Compte rendu de OSSIRB du 16 juin 2009 - Oracle : a new hop

Présentation : Erwan, votre serviteur.

Je vais juste faire un compte-rendu rapide, j’espère qu’Erwan en fera un billet plus complet.

Aujourd’hui lorsque l’on arrive à accéder aux données d’un manière non limitée d’une base via une SQL injection, on est assez satisfait. Le pen-testeur, s’arrêtera certainement à ce niveau et n’ira pas plus loin dans son analyse. Seulement les services d’Oracle (orienté Web Services) nous offrent des fonctionnalités avancées. Il est donc possible via une SQL injection de transformer la base oracle en proxy Web (notemment grâce aux instructions PL/SQL contenues dans le paquetage UTL-HTTP).

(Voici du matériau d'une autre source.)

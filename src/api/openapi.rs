//! OpenAPI documentation

use axum::Router;
use utoipa::OpenApi;
use utoipa_swagger_ui::SwaggerUi;

use crate::api::{books, health};

#[derive(OpenApi)]
#[openapi(
    info(
        title = "Biblio API",
        version = "0.1.0",
        description = "Library catalog REST API with borrow/return tracking"
    ),
    paths(
        // Health
        health::health_check,
        health::readiness_check,
        // Books
        books::list_books,
        books::get_book,
        books::create_book,
        books::update_book,
        books::borrow_book,
        books::return_book,
        books::delete_book,
    ),
    components(
        schemas(
            crate::models::Book,
            crate::models::BookStatus,
            crate::models::BookListing,
            crate::models::Statistics,
            crate::models::CreateBook,
            crate::models::UpdateBook,
            books::DeleteResponse,
            health::HealthResponse,
            crate::error::ErrorResponse,
        )
    ),
    tags(
        (name = "health", description = "Health check endpoints"),
        (name = "books", description = "Book catalog management")
    )
)]
pub struct ApiDoc;

/// Create the OpenAPI documentation router
pub fn create_openapi_router() -> Router {
    Router::new().merge(SwaggerUi::new("/swagger-ui").url("/api-docs/openapi.json", ApiDoc::openapi()))
}
use serde_json::Value;

use crate::error::FragmentsApiError;
use crate::partial_json::parse_partial_json;

/// Incremental parser for a streamed JSON object body.
///
/// Bytes are decoded as UTF-8 across chunk boundaries, appended to the full
/// text, and re-parsed as a partial document. A snapshot is only reported when
/// it differs from the previous one.
#[derive(Debug, Default)]
pub struct ObjectStreamParser {
    pending: Vec<u8>,
    text: String,
    last: Option<Value>,
}

impl ObjectStreamParser {
    /// Feed arbitrary bytes and return the new snapshot, if it changed.
    pub fn feed(&mut self, bytes: &[u8]) -> Result<Option<Value>, FragmentsApiError> {
        self.pending.extend_from_slice(bytes);
        self.decode_pending();

        let Some(value) = parse_partial_json(&self.text)? else {
            return Ok(None);
        };
        if self.last.as_ref() == Some(&value) {
            return Ok(None);
        }

        self.last = Some(value.clone());
        Ok(Some(value))
    }

    /// Parse the whole body once the stream has ended.
    ///
    /// Unlike [`Self::feed`], the text must now be a complete document.
    pub fn finish(&mut self) -> Result<Value, FragmentsApiError> {
        if !self.pending.is_empty() {
            let rest = std::mem::take(&mut self.pending);
            self.text.push_str(&String::from_utf8_lossy(&rest));
        }

        if self.text.trim().is_empty() {
            return Err(FragmentsApiError::EmptyObject);
        }
        Ok(serde_json::from_str(&self.text)?)
    }

    /// Text received so far.
    pub fn text(&self) -> &str {
        &self.text
    }

    fn decode_pending(&mut self) {
        loop {
            match std::str::from_utf8(&self.pending) {
                Ok(valid) => {
                    self.text.push_str(valid);
                    self.pending.clear();
                    return;
                }
                Err(error) => {
                    let valid_up_to = error.valid_up_to();
                    self.text
                        .push_str(&String::from_utf8_lossy(&self.pending[..valid_up_to]));
                    match error.error_len() {
                        // Truncated multi-byte sequence; wait for the next chunk.
                        None => {
                            self.pending.drain(..valid_up_to);
                            return;
                        }
                        Some(invalid) => {
                            self.text.push(char::REPLACEMENT_CHARACTER);
                            self.pending.drain(..valid_up_to + invalid);
                        }
                    }
                }
            }
        }
    }
}
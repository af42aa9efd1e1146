mod error;
mod paths;
mod store;

pub use error::PrefsStoreError;
pub use paths::{prefs_path, PREFS_DIR, PREFS_FILE};
pub use store::PrefsStore;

L’avantage de transformer une base Oracle en proxy et de pouvoir pénétrer un peu plus en profondeur un réseau d’entreprise et pourquoi pas accéder à d’autres services qui normalement ne devraient pas être accessibles depuis l’extérieur. Les possibilités restent assez grandes, il est même possible d’espérer connaître un peu plus la structure du réseau de l’entreprise. Ces possibilités utilisent des vulnérabilités connues des bases Oracle, il est donc aujourd’hui plus que conseillé de mettre à jour ses bases Oracle, on est jamais à l’abri d’une injection SQL provenant d’une application Web.